## Your assignment
If a line of the records contains the string "pkid", copy it out.

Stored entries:
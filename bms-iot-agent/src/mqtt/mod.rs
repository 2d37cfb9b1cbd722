//! Broker session actor: subscribes to the command topics, dispatches
//! inbound commands into the actor system, and publishes data, responses and
//! heartbeats at QoS 1. Staged points are only reported back to the uploader
//! after the broker acknowledges the publish.

use std::collections::{HashMap, VecDeque};
use std::path::PathBuf;
use std::sync::Arc;
use std::time::Duration;

use chrono::SecondsFormat;
use log::{debug, error, info, trace, warn};
use rumqttc::{AsyncClient, Event, Outgoing, Packet, QoS, SubscribeReasonCode};
use serde_json::json;
use tokio::select;
use tokio_util::sync::CancellationToken;

use crate::actors::messages::{
    ActorName, ConfigUploadRequest, DeviceReboot, Message, MonitoringControl, Payload, PointBatch,
    SetValueRequest,
};
use crate::actors::registry::MailboxRegistry;
use crate::persistence::{ConnectionStatus, ControllerPoint, DeploymentConfig, DeviceStatusUpdate, Store};

pub mod config;
pub mod topics;

pub use config::MqttSettings;

const CLIENT_CHANNEL_CAPACITY: usize = 64;
const RECONNECT_MIN_BACKOFF: Duration = Duration::from_secs(1);
const RECONNECT_MAX_BACKOFF: Duration = Duration::from_secs(60);

/// Correlates `Outgoing::Publish` packet ids with the point batches they
/// carry, so a PubAck can be turned into a publish response. Publishes and
/// their outgoing events are observed in the same order, so a queue pairs
/// them up.
#[derive(Default)]
struct PendingPublishes {
    unassigned: VecDeque<Option<PointBatch>>,
    in_flight: HashMap<u16, PointBatch>,
}

impl PendingPublishes {
    fn enqueue_data(&mut self, batch: PointBatch) {
        self.unassigned.push_back(Some(batch));
    }

    fn enqueue_other(&mut self) {
        self.unassigned.push_back(None);
    }

    fn assign(&mut self, pkid: u16) {
        if let Some(Some(batch)) = self.unassigned.pop_front() {
            self.in_flight.insert(pkid, batch);
        }
    }

    fn take(&mut self, pkid: u16) -> Option<PointBatch> {
        self.in_flight.remove(&pkid)
    }
}

pub struct MqttActor {
    registry: Arc<MailboxRegistry>,
    store: Store,
    settings: MqttSettings,
    identity: DeploymentConfig,
    ca_cert_path: PathBuf,
    cancel: CancellationToken,
}

impl MqttActor {
    pub fn new(
        registry: Arc<MailboxRegistry>,
        store: Store,
        settings: MqttSettings,
        identity: DeploymentConfig,
        ca_cert_path: PathBuf,
        cancel: CancellationToken,
    ) -> Self {
        MqttActor {
            registry,
            store,
            settings,
            identity,
            ca_cert_path,
            cancel,
        }
    }

    pub async fn start(&self) -> anyhow::Result<()> {
        let prefix = topics::topic_prefix(
            &self.identity.organization_id,
            &self.identity.site_id,
            &self.identity.device_id,
        );
        let client_id = self
            .settings
            .client_id
            .clone()
            .unwrap_or_else(|| self.identity.device_id.clone());

        let options = config::mqtt_options(&self.settings, &client_id, &self.ca_cert_path)?;
        let (client, mut eventloop) = AsyncClient::new(options, CLIENT_CHANNEL_CAPACITY);
        info!(
            "MQTT actor connecting to {}:{} as {client_id}",
            self.settings.host, self.settings.port
        );

        let mailbox = self.registry.mailbox(ActorName::Mqtt)?;
        let mut rx = mailbox.lock().await;

        let mut pending = PendingPublishes::default();
        let mut backoff = RECONNECT_MIN_BACKOFF;
        let mut last_status: Option<ConnectionStatus> = None;
        self.transition(&mut last_status, ConnectionStatus::Connecting)
            .await;

        loop {
            select! {
                _ = self.cancel.cancelled() => {
                    let _ = client.disconnect().await;
                    self.transition(&mut last_status, ConnectionStatus::Disconnected).await;
                    return Ok(());
                }
                event = eventloop.poll() => match event {
                    Ok(Event::Incoming(Packet::ConnAck(_))) => {
                        info!("Connected to MQTT broker");
                        self.transition(&mut last_status, ConnectionStatus::Connected).await;
                        backoff = RECONNECT_MIN_BACKOFF;

                        let filter = topics::command_request_filter(&prefix);
                        if let Err(e) = client.subscribe(filter, QoS::AtLeastOnce).await {
                            error!("Failed to subscribe to command topics: {e}");
                        }
                    }
                    Ok(Event::Incoming(Packet::Publish(publish))) => {
                        self.dispatch_command(&publish.topic, &publish.payload, &client, &prefix, &mut pending)
                            .await;
                    }
                    Ok(Event::Incoming(Packet::PubAck(ack))) => {
                        if let Some(batch) = pending.take(ack.pkid) {
                            trace!("Broker acknowledged data publish {}", ack.pkid);
                            if let Err(e) = self
                                .registry
                                .send_from(
                                    ActorName::Mqtt,
                                    ActorName::Uploader,
                                    Payload::PointPublishResponse(batch),
                                )
                                .await
                            {
                                error!("Could not forward publish acknowledgement: {e}");
                            }
                        }
                    }
                    Ok(Event::Incoming(Packet::SubAck(ack))) => {
                        if ack
                            .return_codes
                            .iter()
                            .any(|code| *code == SubscribeReasonCode::Failure)
                        {
                            warn!("Broker refused some command subscriptions");
                        } else {
                            debug!("Command subscriptions acknowledged");
                        }
                    }
                    Ok(Event::Outgoing(Outgoing::Publish(pkid))) => {
                        pending.assign(pkid);
                    }
                    Ok(_) => {}
                    Err(e) => {
                        warn!("MQTT connection error: {e}");
                        self.transition(&mut last_status, ConnectionStatus::Error).await;
                        select! {
                            _ = self.cancel.cancelled() => {
                                return Ok(());
                            }
                            _ = tokio::time::sleep(backoff) => {}
                        }
                        backoff = (backoff * 2).min(RECONNECT_MAX_BACKOFF);
                        self.transition(&mut last_status, ConnectionStatus::Connecting).await;
                    }
                },
                message = rx.recv() => {
                    let Some(message) = message else { return Ok(()) };
                    self.handle_outbound(message, &client, &prefix, &mut pending).await;
                }
            }
        }
    }

    /// Publishes an actor-system message on its broker topic. Data batches
    /// are remembered until the matching PubAck arrives.
    async fn handle_outbound(
        &self,
        message: Message,
        client: &AsyncClient,
        prefix: &str,
        pending: &mut PendingPublishes,
    ) {
        match message.payload {
            Payload::PointPublishRequest(batch) => {
                let wire = batch_to_wire(&batch.points);
                let topic = topics::data_bulk_topic(prefix);
                match serde_json::to_vec(&wire) {
                    Ok(body) => {
                        if let Err(e) = client.publish(topic, QoS::AtLeastOnce, false, body).await {
                            warn!("Failed to queue data publish: {e}");
                        } else {
                            pending.enqueue_data(batch);
                        }
                    }
                    Err(e) => error!("Could not serialize point batch: {e}"),
                }
            }
            Payload::HeartbeatStatus(heartbeat) => {
                self.publish_json(
                    client,
                    pending,
                    topics::heartbeat_topic(prefix),
                    &heartbeat,
                )
                .await;
            }
            Payload::StartMonitoringResponse(response) => {
                self.publish_json(
                    client,
                    pending,
                    topics::command_response_topic(prefix, "start_monitoring"),
                    &response,
                )
                .await;
            }
            Payload::StopMonitoringResponse(response) => {
                self.publish_json(
                    client,
                    pending,
                    topics::command_response_topic(prefix, "stop_monitoring"),
                    &response,
                )
                .await;
            }
            Payload::SetValueToPointResponse(response) => {
                self.publish_json(
                    client,
                    pending,
                    topics::command_response_topic(prefix, "set_value_to_point"),
                    &response,
                )
                .await;
            }
            Payload::ConfigUploadResponse(response) => {
                self.publish_json(
                    client,
                    pending,
                    topics::command_response_topic(prefix, "config_upload"),
                    &response,
                )
                .await;
            }
            other => {
                warn!("[MqttActor] Unhandled message type: {}", other.kind());
            }
        }
    }

    async fn publish_json<T: serde::Serialize>(
        &self,
        client: &AsyncClient,
        pending: &mut PendingPublishes,
        topic: String,
        payload: &T,
    ) {
        match serde_json::to_vec(payload) {
            Ok(body) => {
                if let Err(e) = client.publish(topic, QoS::AtLeastOnce, false, body).await {
                    warn!("Failed to queue publish: {e}");
                } else {
                    pending.enqueue_other();
                }
            }
            Err(e) => error!("Could not serialize outbound payload: {e}"),
        }
    }

    /// Routes an inbound command to its actor by the command leaf of the
    /// topic. Malformed payloads are dropped, except for RPC-style commands
    /// carrying a command id, which get an error response.
    async fn dispatch_command(
        &self,
        topic: &str,
        body: &[u8],
        client: &AsyncClient,
        prefix: &str,
        pending: &mut PendingPublishes,
    ) {
        let Some(command) = topics::command_name(topic) else {
            warn!("Ignoring message on unexpected topic {topic:?}");
            return;
        };
        debug!("Inbound command {command}");

        let routed = match command {
            "config_upload" => serde_json::from_slice::<ConfigUploadRequest>(body)
                .map(|request| (ActorName::Bacnet, Payload::ConfigUploadRequest(request))),
            "start_monitoring" => serde_json::from_slice::<MonitoringControl>(body)
                .map(|request| (ActorName::Bacnet, Payload::StartMonitoringRequest(request))),
            "stop_monitoring" => serde_json::from_slice::<MonitoringControl>(body)
                .map(|request| (ActorName::Bacnet, Payload::StopMonitoringRequest(request))),
            "set_value_to_point" => serde_json::from_slice::<SetValueRequest>(body)
                .map(|request| (ActorName::BacnetWriter, Payload::SetValueToPointRequest(request))),
            "reboot" => serde_json::from_slice::<DeviceReboot>(body)
                .map(|request| (ActorName::Supervisor, Payload::DeviceReboot(request))),
            unknown => {
                warn!("Unknown command {unknown:?}, ignoring");
                return;
            }
        };

        match routed {
            Ok((receiver, payload)) => {
                if let Err(e) = self.registry.send_from(ActorName::Mqtt, receiver, payload).await {
                    error!("Could not route {command} command: {e}");
                }
            }
            Err(e) => {
                warn!("Malformed {command} payload: {e}");
                // RPC commands still owe the caller an answer.
                if let Some(command_id) = extract_command_id(body) {
                    let response = json!({
                        "success": false,
                        "message": format!("invalid {command} payload: {e}"),
                        "commandId": command_id,
                    });
                    self.publish_json(
                        client,
                        pending,
                        topics::command_response_topic(prefix, command),
                        &response,
                    )
                    .await;
                }
            }
        }
    }

    /// Persists the connection status, but only on actual transitions.
    async fn transition(&self, last: &mut Option<ConnectionStatus>, status: ConnectionStatus) {
        if *last == Some(status) {
            return;
        }
        *last = Some(status);

        let update = DeviceStatusUpdate {
            organization_id: Some(self.identity.organization_id.clone()),
            site_id: Some(self.identity.site_id.clone()),
            mqtt_connection_status: Some(status),
            ..DeviceStatusUpdate::default()
        };
        if let Err(e) = self
            .store
            .upsert_device_status(&self.identity.device_id, &update)
            .await
        {
            error!("Failed to record MQTT connection status: {e}");
        }
    }
}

## Expected output
    fn assign(&mut self, pkid: u16) {
            self.in_flight.insert(pkid, batch);
    fn take(&mut self, pkid: u16) -> Option<PointBatch> {
        self.in_flight.remove(&pkid)
                        if let Some(batch) = pending.take(ack.pkid) {
                            trace!("Broker acknowledged data publish {}", ack.pkid);
                    Ok(Event::Outgoing(Outgoing::Publish(pkid))) => {
                        pending.assign(pkid);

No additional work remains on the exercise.